A voir sur Arte, le film qui fit sensation à Cannes en 2015. Mustang, premier film de Deniz Ergüven, est une ode lumineuse à la liberté : l'histoire de cinq sœurs en proie au puritanisme dans un petit village reculé de Turquie.

Vous trouvez peut-être que le festival de Cannes est un peu agaçant : on entend parler de films qui ont l’air formidables mais qu’on ne peut pas encore voir, pour la plupart. Alors regardez ce soir sur Arte le film qui fit sensation sur la Croisette en 2015 : Mustang, de Deniz Gamze Ergüven. Cinéaste franco-turque dont le deuxième film, Kings, est en salles en ce moment (avec un tout autre décor : celui de Los Angeles dans les années 1990). 

Mustang, en 2015, a rencontré un très beau succès public (plus de 600.000 entrées), a décroché 4 Césars et a représenté la France aux Oscars dans la catégorie meilleur film étranger. Bref, c’est l’occasion de vous rattraper si vous n’avez jamais vu ce chef d’œuvre (oui, il ne faut pas avoir peur, parfois, d’employer le mot). 

Une maison transformée en prison

Dès les premières minutes, on est saisi par la grâce et l’énergie qui se dégagent de ce film. C’est la fin de l’année scolaire, ce moment si particulier des grandes vacances qui commencent. Un village au bord de la mer. Cinq jeunes filles, cinq sœurs, avec leur uniforme de l’école, se mettent à jouer dans l’eau, toutes habillées. Elles montent sur les épaules des garçons et jouent à se bagarrer. La scène baigne dans une lumière sublime, on s’éclabousse dans les éclats de rire, mais déjà le spectateur ressent une inquiétude sourde.

Car nous sommes en Turquie, dans un village reculé sur les rives de la mer noire. Et ces sœurs vont subir le poids de la tradition, de la morale et de la religion. C’est obscène, de monter sur les épaules des garçons. Les cinq sœurs sont orphelines, élevées par un oncle et par leur grand-mère. Et petit à petit, leur maison va se transformer en prison. On les enferme en attendant de les marier de force. 

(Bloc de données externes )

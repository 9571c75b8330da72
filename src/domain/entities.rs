//! Cached domain entities mirrored from the blog backend.
//!
//! Every row carries `last_sync_time`, the instant it was last written from the
//! network. The backend never sends that field; the refresh path stamps it.

use serde::{Deserialize, Serialize};
use time::OffsetDateTime;

use crate::domain::types::{CategoryId, CommentId, PostId, UserId};

fn unsynced() -> OffsetDateTime {
    OffsetDateTime::UNIX_EPOCH
}

#[derive(Debug, Clone, PartialEq, Serialize, Deserialize)]
pub struct Post {
    pub id: PostId,
    pub title: String,
    pub content: String,
    #[serde(default)]
    pub image_url: Option<String>,
    pub author_id: UserId,
    #[serde(default)]
    pub category_id: Option<CategoryId>,
    #[serde(default)]
    pub like_count: i64,
    #[serde(default)]
    pub comment_count: i64,
    #[serde(default)]
    pub liked_by_me: bool,
    #[serde(with = "time::serde::rfc3339")]
    pub created_at: OffsetDateTime,
    #[serde(default, with = "time::serde::rfc3339::option")]
    pub updated_at: Option<OffsetDateTime>,
    #[serde(with = "time::serde::rfc3339", default = "unsynced")]
    pub last_sync_time: OffsetDateTime,
}

#[derive(Debug, Clone, PartialEq, Serialize, Deserialize)]
pub struct Category {
    pub id: CategoryId,
    pub name: String,
    #[serde(default)]
    pub description: Option<String>,
    #[serde(default)]
    pub post_count: i64,
    #[serde(with = "time::serde::rfc3339", default = "unsynced")]
    pub last_sync_time: OffsetDateTime,
}

#[derive(Debug, Clone, PartialEq, Serialize, Deserialize)]
pub struct Comment {
    pub id: CommentId,
    pub post_id: PostId,
    pub author_id: UserId,
    pub content: String,
    #[serde(with = "time::serde::rfc3339")]
    pub created_at: OffsetDateTime,
    #[serde(with = "time::serde::rfc3339", default = "unsynced")]
    pub last_sync_time: OffsetDateTime,
}

#[derive(Debug, Clone, PartialEq, Serialize, Deserialize)]
pub struct User {
    pub id: UserId,
    pub username: String,
    #[serde(default)]
    pub display_name: Option<String>,
    #[serde(default)]
    pub avatar_url: Option<String>,
    #[serde(with = "time::serde::rfc3339", default = "unsynced")]
    pub last_sync_time: OffsetDateTime,
}

/// Rows returned by one network fetch for a cache key.
///
/// A single refresh may write several entity kinds: a post detail brings the
/// post, its comments and its author. `removed_posts` lists posts the server
/// reported as gone; committing the batch deletes them with their comments.
#[derive(Debug, Clone, Default, PartialEq)]
pub struct FetchedBatch {
    pub posts: Vec<Post>,
    pub categories: Vec<Category>,
    pub comments: Vec<Comment>,
    pub users: Vec<User>,
    pub removed_posts: Vec<PostId>,
}

impl FetchedBatch {
    pub fn posts(posts: Vec<Post>) -> Self {
        Self {
            posts,
            ..Default::default()
        }
    }

    pub fn categories(categories: Vec<Category>) -> Self {
        Self {
            categories,
            ..Default::default()
        }
    }

    /// The server no longer has post `id`.
    pub fn gone(id: PostId) -> Self {
        Self {
            removed_posts: vec![id],
            ..Default::default()
        }
    }

    /// Overwrite `last_sync_time` on every row with the refresh instant.
    pub fn stamp(&mut self, synced_at: OffsetDateTime) {
        for post in &mut self.posts {
            post.last_sync_time = synced_at;
        }
        for category in &mut self.categories {
            category.last_sync_time = synced_at;
        }
        for comment in &mut self.comments {
            comment.last_sync_time = synced_at;
        }
        for user in &mut self.users {
            user.last_sync_time = synced_at;
        }
    }

    /// Rows written by the batch; removals are not counted.
    pub fn row_count(&self) -> usize {
        self.posts.len() + self.categories.len() + self.comments.len() + self.users.len()
    }

    pub fn is_empty(&self) -> bool {
        self.row_count() == 0 && self.removed_posts.is_empty()
    }
}

#[cfg(test)]
mod tests {
    use time::macros::datetime;

    use super::*;

    #[test]
    fn post_deserializes_without_sync_time() {
        let json = r#"{
            "id": 7,
            "title": "Hello",
            "content": "Body",
            "author_id": 3,
            "category_id": 2,
            "like_count": 4,
            "created_at": "2024-05-01T10:00:00Z"
        }"#;

        let post: Post = serde_json::from_str(json).expect("post json");
        assert_eq!(post.id, PostId(7));
        assert_eq!(post.category_id, Some(CategoryId(2)));
        assert_eq!(post.comment_count, 0);
        assert!(post.updated_at.is_none());
        assert_eq!(post.last_sync_time, OffsetDateTime::UNIX_EPOCH);
    }

    #[test]
    fn stamp_overwrites_every_row() {
        let created = datetime!(2024-05-01 10:00 UTC);
        let mut batch = FetchedBatch {
            posts: vec![Post {
                id: PostId(1),
                title: "t".into(),
                content: "c".into(),
                image_url: None,
                author_id: UserId(1),
                category_id: None,
                like_count: 0,
                comment_count: 0,
                liked_by_me: false,
                created_at: created,
                updated_at: None,
                last_sync_time: unsynced(),
            }],
            comments: vec![Comment {
                id: CommentId(9),
                post_id: PostId(1),
                author_id: UserId(2),
                content: "nice".into(),
                created_at: created,
                last_sync_time: unsynced(),
            }],
            ..Default::default()
        };

        let synced = datetime!(2024-06-01 00:00 UTC);
        batch.stamp(synced);

        assert_eq!(batch.posts[0].last_sync_time, synced);
        assert_eq!(batch.comments[0].last_sync_time, synced);
        assert_eq!(batch.row_count(), 2);
    }

    #[test]
    fn tombstone_batch_is_not_empty() {
        let batch = FetchedBatch::gone(PostId(4));
        assert_eq!(batch.row_count(), 0);
        assert!(!batch.is_empty());
        assert!(FetchedBatch::default().is_empty());
    }
}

Un film oxymore : désespéré et lumineux

Le sujet est très grave mais ce film est lumineux. Car les sœurs sont indociles, surtout la plus jeune, Lale. Ce qui est impressionnant, dans Mustang, c’est le rythme créé par les changements de ton : on est au bord des larmes, on pleure à chaudes larmes, on a peur, souvent, et on rit aussi parfois. Les cinq comédiennes non professionnelles qui jouent les sœurs sont impressionnantes de naturel. On a parfois l’impression qu’elles sont un seul et même personnage : une sorte de monstre de féminité à cinq têtes. Elles représentent toutes les attitudes possibles face à l’oppression des femmes : la résignation, la rébellion, la fuite... Leur soif de liberté va avoir des conséquences parfois dramatiques. 

Mustang dénonce la montée du conservatisme en Turquie. C’est une ode à la liberté. Un film oxymore : désespéré et lumineux. Mustang, surtout, qui porte bien son nom : il est puissant, sensuel et fougueux comme un cheval sauvage au galop. 

Mustang, de Deniz Gamze Ergüven : mercredi 16 mai à 20h55 sur Arte et en replay sur le site d'Arte. Durée 1h35.  

A voir aussi sur Arte, à 22h30 : Il était une fois... Mustang. Documentaire d'Amine Mestari (durée 50 minutes).